/// Columns: switch_id, timestamp, bandwidth_mbps, latency_ms,
/// packet_errors, utilization_pct, temperature_c.
fn parse_row(line: &str) -> Result<TelemetryRecord> {
    let fields: Vec<&str> = line.split(',').map(str::trim).collect();
    if fields.len() < EXPECTED_COLUMNS {
        anyhow::bail!("insufficient columns ({})", fields.len());
    }

    let timestamp = parse_timestamp(fields[1]).context("invalid timestamp")?;
    let bandwidth_mbps: f64 = fields[2].parse().context("invalid bandwidth")?;
    let latency_ms: f64 = fields[3].parse().context("invalid latency")?;
    let packet_errors: i64 = fields[4].parse().context("invalid packet errors")?;
    let utilization_pct: f64 = fields[5].parse().context("invalid utilization")?;
    let temperature_c: f64 = fields[6].parse().context("invalid temperature")?;

    Ok(TelemetryRecord {
        switch_id: fields[0].to_string(),
        timestamp,
        bandwidth_mbps,
        latency_ms,
        packet_errors,
        utilization_pct,
        temperature_c,
        created_at: None,
    })
}

#[cfg(test)]
mod tests {
    use super::*;
    use crate::test_support::{started_service, MemoryRepository};
    use axum::http::header::HeaderMap;
    use axum::routing::get;
    use axum::Router;
    use std::net::SocketAddr;
    use std::sync::atomic::AtomicUsize;

    const CSV_BODY: &str = "switch_id,timestamp,bandwidth_mbps,latency_ms,packet_errors,utilization_pct,temperature_c\n\
        sw-01,2025-01-01T00:00:00.000000000Z,100.0,1.0,0,50.0,40.0\n\
        sw-02,2025-01-01T00:00:00.000000000Z,200.0,2.0,1,60.0,41.0\n";

    #[derive(Clone)]
    struct Upstream {
        generation_id: &'static str,
        body: &'static str,
        hits: Arc<AtomicUsize>,
    }

    async fn spawn_upstream(upstream: Upstream) -> SocketAddr {
        let app = Router::new().route(
            "/counters",
            get(move || {
                let upstream = upstream.clone();
                async move {
                    upstream.hits.fetch_add(1, Ordering::Relaxed);
                    let mut headers = HeaderMap::new();
                    headers.insert("X-Generation-ID", upstream.generation_id.parse().unwrap());
                    headers.insert("X-Switch-Count", "2".parse().unwrap());
                    (headers, upstream.body.to_string())
                }
            }),
        );
        let listener = tokio::net::TcpListener::bind("127.0.0.1:0").await.unwrap();
        let addr = listener.local_addr().unwrap();
        tokio::spawn(async move {
            let _ = axum::serve(listener, app).await;
        });
        addr
    }

    fn settings(addr: SocketAddr) -> ClientSettings {
        ClientSettings {
            generator_url: format!("http://{addr}"),
            poll_interval: Duration::from_millis(50),
            timeout: Duration::from_secs(1),
            startup_delay: Duration::ZERO,
            readiness_check: false,
        }
    }

    async fn test_client(addr: SocketAddr) -> Arc<GeneratorClient> {
        let (service, _repo) = started_service(Arc::new(MemoryRepository::new())).await;
        GeneratorClient::new(settings(addr), service).unwrap()
    }

    #[tokio::test]
    async fn repeated_generation_id_is_ingested_once() {
        let addr = spawn_upstream(Upstream {
            generation_id: "gen_42",
            body: CSV_BODY,
            hits: Arc::new(AtomicUsize::new(0)),
        })
        .await;
        let client = test_client(addr).await;

        client.poll_once().await;
        client.poll_once().await;

        let stats = client.stats();
        assert_eq!(stats["successful_polls"], 1);
        assert_eq!(stats["duplicate_skips"], 1);
        assert_eq!(stats["last_generation_id"], "gen_42");
        assert_eq!(client.service.get_all_metrics().count, 2);
    }

    #[tokio::test]
    async fn malformed_rows_are_skipped_and_counted() {
        let addr = spawn_upstream(Upstream {
            generation_id: "gen_1",
            body: "switch_id,timestamp,bandwidth_mbps,latency_ms,packet_errors,utilization_pct,temperature_c\n\
                sw-01,2025-01-01T00:00:00Z,100.0,1.0,0,50.0\n\
                sw-02,2025-01-01T00:00:00Z,200.0,2.0,1,60.0,41.0\n\
                sw-03,not-a-timestamp,1.0,1.0,1,1.0,1.0\n",
            hits: Arc::new(AtomicUsize::new(0)),
        })
        .await;
        let client = test_client(addr).await;

        client.poll_once().await;

        let stats = client.stats();
        assert_eq!(stats["row_errors"], 2);
        assert_eq!(stats["successful_polls"], 1);
        assert_eq!(client.service.get_all_metrics().count, 1);
        assert!(client.service.get_switch_metrics("sw-02").is_ok());
    }

    #[tokio::test]
    async fn switches_are_registered_from_snapshot() {
        let addr = spawn_upstream(Upstream {
            generation_id: "gen_7",
            body: CSV_BODY,
            hits: Arc::new(AtomicUsize::new(0)),
        })
        .await;
        let client = test_client(addr).await;

        client.poll_once().await;

        let switches = client.service.switches().await.unwrap();
        assert_eq!(switches.len(), 2);
        assert!(switches.iter().all(|s| s.location == "data center"));
    }

    #[tokio::test]
    async fn transport_errors_count_and_skip_the_tick() {
        // Nothing is listening on this address.
        let listener = tokio::net::TcpListener::bind("127.0.0.1:0").await.unwrap();
        let addr = listener.local_addr().unwrap();
        drop(listener);

        let client = test_client(addr).await;
        client.poll_once().await;

        let stats = client.stats();
        assert_eq!(stats["errors"], 1);
        assert_eq!(stats["successful_polls"], 0);
        assert_eq!(client.service.get_all_metrics().count, 0);
    }

    #[tokio::test]
    async fn not_ready_upstream_is_not_an_error() {
        let app = Router::new().route(
            "/counters",
            get(|| async { (StatusCode::SERVICE_UNAVAILABLE, "warming up") }),
        );
        let listener = tokio::net::TcpListener::bind("127.0.0.1:0").await.unwrap();
        let addr = listener.local_addr().unwrap();
        tokio::spawn(async move {
            let _ = axum::serve(listener, app).await;
        });

        let client = test_client(addr).await;
        client.poll_once().await;

        let stats = client.stats();
        assert_eq!(stats["errors"], 0);
        assert_eq!(stats["total_polls"], 1);
        assert_eq!(stats["successful_polls"], 0);
    }

    #[tokio::test]
    async fn timestamp_dedup_applies_without_generation_id() {
        let app = Router::new().route("/counters", get(|| async { CSV_BODY }));
        let listener = tokio::net::TcpListener::bind("127.0.0.1:0").await.unwrap();
        let addr = listener.local_addr().unwrap();
        tokio::spawn(async move {
            let _ = axum::serve(listener, app).await;
        });

        let client = test_client(addr).await;
        client.poll_once().await;
        client.poll_once().await;

        let stats = client.stats();
        assert_eq!(stats["successful_polls"], 1);
        assert_eq!(stats["duplicate_skips"], 1);
    }

    #[tokio::test]
    async fn polling_loop_runs_and_stop_halts_fetching() {
        let hits = Arc::new(AtomicUsize::new(0));
        let addr = spawn_upstream(Upstream {
            generation_id: "gen_loop",
            body: CSV_BODY,
            hits: hits.clone(),
        })
        .await;
        let client = test_client(addr).await;

        client.start().unwrap();
        assert!(client.start().is_err());

        let deadline = std::time::Instant::now() + Duration::from_secs(2);
        while hits.load(Ordering::Relaxed) < 2 {
            assert!(std::time::Instant::now() < deadline, "loop never polled");
            tokio::time::sleep(Duration::from_millis(10)).await;
        }

        client.stop().await;
        // Let any request that was already in flight settle before sampling.
        tokio::time::sleep(Duration::from_millis(50)).await;
        let after_stop = hits.load(Ordering::Relaxed);
        tokio::time::sleep(Duration::from_millis(200)).await;
        assert_eq!(hits.load(Ordering::Relaxed), after_stop);
    }
}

_____

→ **Required work**
Restate the data above word for word, please.

→ **Completed exercise**
/// Columns: switch_id, timestamp, bandwidth_mbps, latency_ms,
/// packet_errors, utilization_pct, temperature_c.
fn parse_row(line: &str) -> Result<TelemetryRecord> {
    let fields: Vec<&str> = line.split(',').map(str::trim).collect();
    if fields.len() < EXPECTED_COLUMNS {
        anyhow::bail!("insufficient columns ({})", fields.len());
    }

    let timestamp = parse_timestamp(fields[1]).context("invalid timestamp")?;
    let bandwidth_mbps: f64 = fields[2].parse().context("invalid bandwidth")?;
    let latency_ms: f64 = fields[3].parse().context("invalid latency")?;
    let packet_errors: i64 = fields[4].parse().context("invalid packet errors")?;
    let utilization_pct: f64 = fields[5].parse().context("invalid utilization")?;
    let temperature_c: f64 = fields[6].parse().context("invalid temperature")?;

    Ok(TelemetryRecord {
        switch_id: fields[0].to_string(),
        timestamp,
        bandwidth_mbps,
        latency_ms,
        packet_errors,
        utilization_pct,
        temperature_c,
        created_at: None,
    })
}

#[cfg(test)]
mod tests {
    use super::*;
    use crate::test_support::{started_service, MemoryRepository};
    use axum::http::header::HeaderMap;
    use axum::routing::get;
    use axum::Router;
    use std::net::SocketAddr;
    use std::sync::atomic::AtomicUsize;

    const CSV_BODY: &str = "switch_id,timestamp,bandwidth_mbps,latency_ms,packet_errors,utilization_pct,temperature_c\n\
        sw-01,2025-01-01T00:00:00.000000000Z,100.0,1.0,0,50.0,40.0\n\
        sw-02,2025-01-01T00:00:00.000000000Z,200.0,2.0,1,60.0,41.0\n";

    #[derive(Clone)]
    struct Upstream {
        generation_id: &'static str,
        body: &'static str,
        hits: Arc<AtomicUsize>,
    }

    async fn spawn_upstream(upstream: Upstream) -> SocketAddr {
        let app = Router::new().route(
            "/counters",
            get(move || {
                let upstream = upstream.clone();
                async move {
                    upstream.hits.fetch_add(1, Ordering::Relaxed);
                    let mut headers = HeaderMap::new();
                    headers.insert("X-Generation-ID", upstream.generation_id.parse().unwrap());
                    headers.insert("X-Switch-Count", "2".parse().unwrap());
                    (headers, upstream.body.to_string())
                }
            }),
        );
        let listener = tokio::net::TcpListener::bind("127.0.0.1:0").await.unwrap();
        let addr = listener.local_addr().unwrap();
        tokio::spawn(async move {
            let _ = axum::serve(listener, app).await;
        });
        addr
    }

    fn settings(addr: SocketAddr) -> ClientSettings {
        ClientSettings {
            generator_url: format!("http://{addr}"),
            poll_interval: Duration::from_millis(50),
            timeout: Duration::from_secs(1),
            startup_delay: Duration::ZERO,
            readiness_check: false,
        }
    }

    async fn test_client(addr: SocketAddr) -> Arc<GeneratorClient> {
        let (service, _repo) = started_service(Arc::new(MemoryRepository::new())).await;
        GeneratorClient::new(settings(addr), service).unwrap()
    }

    #[tokio::test]
    async fn repeated_generation_id_is_ingested_once() {
        let addr = spawn_upstream(Upstream {
            generation_id: "gen_42",
            body: CSV_BODY,
            hits: Arc::new(AtomicUsize::new(0)),
        })
        .await;
        let client = test_client(addr).await;

        client.poll_once().await;
        client.poll_once().await;

        let stats = client.stats();
        assert_eq!(stats["successful_polls"], 1);
        assert_eq!(stats["duplicate_skips"], 1);
        assert_eq!(stats["last_generation_id"], "gen_42");
        assert_eq!(client.service.get_all_metrics().count, 2);
    }

    #[tokio::test]
    async fn malformed_rows_are_skipped_and_counted() {
        let addr = spawn_upstream(Upstream {
            generation_id: "gen_1",
            body: "switch_id,timestamp,bandwidth_mbps,latency_ms,packet_errors,utilization_pct,temperature_c\n\
                sw-01,2025-01-01T00:00:00Z,100.0,1.0,0,50.0\n\
                sw-02,2025-01-01T00:00:00Z,200.0,2.0,1,60.0,41.0\n\
                sw-03,not-a-timestamp,1.0,1.0,1,1.0,1.0\n",
            hits: Arc::new(AtomicUsize::new(0)),
        })
        .await;
        let client = test_client(addr).await;

        client.poll_once().await;

        let stats = client.stats();
        assert_eq!(stats["row_errors"], 2);
        assert_eq!(stats["successful_polls"], 1);
        assert_eq!(client.service.get_all_metrics().count, 1);
        assert!(client.service.get_switch_metrics("sw-02").is_ok());
    }

    #[tokio::test]
    async fn switches_are_registered_from_snapshot() {
        let addr = spawn_upstream(Upstream {
            generation_id: "gen_7",
            body: CSV_BODY,
            hits: Arc::new(AtomicUsize::new(0)),
        })
        .await;
        let client = test_client(addr).await;

        client.poll_once().await;

        let switches = client.service.switches().await.unwrap();
        assert_eq!(switches.len(), 2);
        assert!(switches.iter().all(|s| s.location == "data center"));
    }

    #[tokio::test]
    async fn transport_errors_count_and_skip_the_tick() {
        // Nothing is listening on this address.
        let listener = tokio::net::TcpListener::bind("127.0.0.1:0").await.unwrap();
        let addr = listener.local_addr().unwrap();
        drop(listener);

        let client = test_client(addr).await;
        client.poll_once().await;

        let stats = client.stats();
        assert_eq!(stats["errors"], 1);
        assert_eq!(stats["successful_polls"], 0);
        assert_eq!(client.service.get_all_metrics().count, 0);
    }

    #[tokio::test]
    async fn not_ready_upstream_is_not_an_error() {
        let app = Router::new().route(
            "/counters",
            get(|| async { (StatusCode::SERVICE_UNAVAILABLE, "warming up") }),
        );
        let listener = tokio::net::TcpListener::bind("127.0.0.1:0").await.unwrap();
        let addr = listener.local_addr().unwrap();
        tokio::spawn(async move {
            let _ = axum::serve(listener, app).await;
        });

        let client = test_client(addr).await;
        client.poll_once().await;

        let stats = client.stats();
        assert_eq!(stats["errors"], 0);
        assert_eq!(stats["total_polls"], 1);
        assert_eq!(stats["successful_polls"], 0);
    }

    #[tokio::test]
    async fn timestamp_dedup_applies_without_generation_id() {
        let app = Router::new().route("/counters", get(|| async { CSV_BODY }));
        let listener = tokio::net::TcpListener::bind("127.0.0.1:0").await.unwrap();
        let addr = listener.local_addr().unwrap();
        tokio::spawn(async move {
            let _ = axum::serve(listener, app).await;
        });

        let client = test_client(addr).await;
        client.poll_once().await;
        client.poll_once().await;

        let stats = client.stats();
        assert_eq!(stats["successful_polls"], 1);
        assert_eq!(stats["duplicate_skips"], 1);
    }

    #[tokio::test]
    async fn polling_loop_runs_and_stop_halts_fetching() {
        let hits = Arc::new(AtomicUsize::new(0));
        let addr = spawn_upstream(Upstream {
            generation_id: "gen_loop",
            body: CSV_BODY,
            hits: hits.clone(),
        })
        .await;
        let client = test_client(addr).await;

        client.start().unwrap();
        assert!(client.start().is_err());

        let deadline = std::time::Instant::now() + Duration::from_secs(2);
        while hits.load(Ordering::Relaxed) < 2 {
            assert!(std::time::Instant::now() < deadline, "loop never polled");
            tokio::time::sleep(Duration::from_millis(10)).await;
        }

        client.stop().await;
        // Let any request that was already in flight settle before sampling.
        tokio::time::sleep(Duration::from_millis(50)).await;
        let after_stop = hits.load(Ordering::Relaxed);
        tokio::time::sleep(Duration::from_millis(200)).await;
        assert_eq!(hits.load(Ordering::Relaxed), after_stop);
    }
}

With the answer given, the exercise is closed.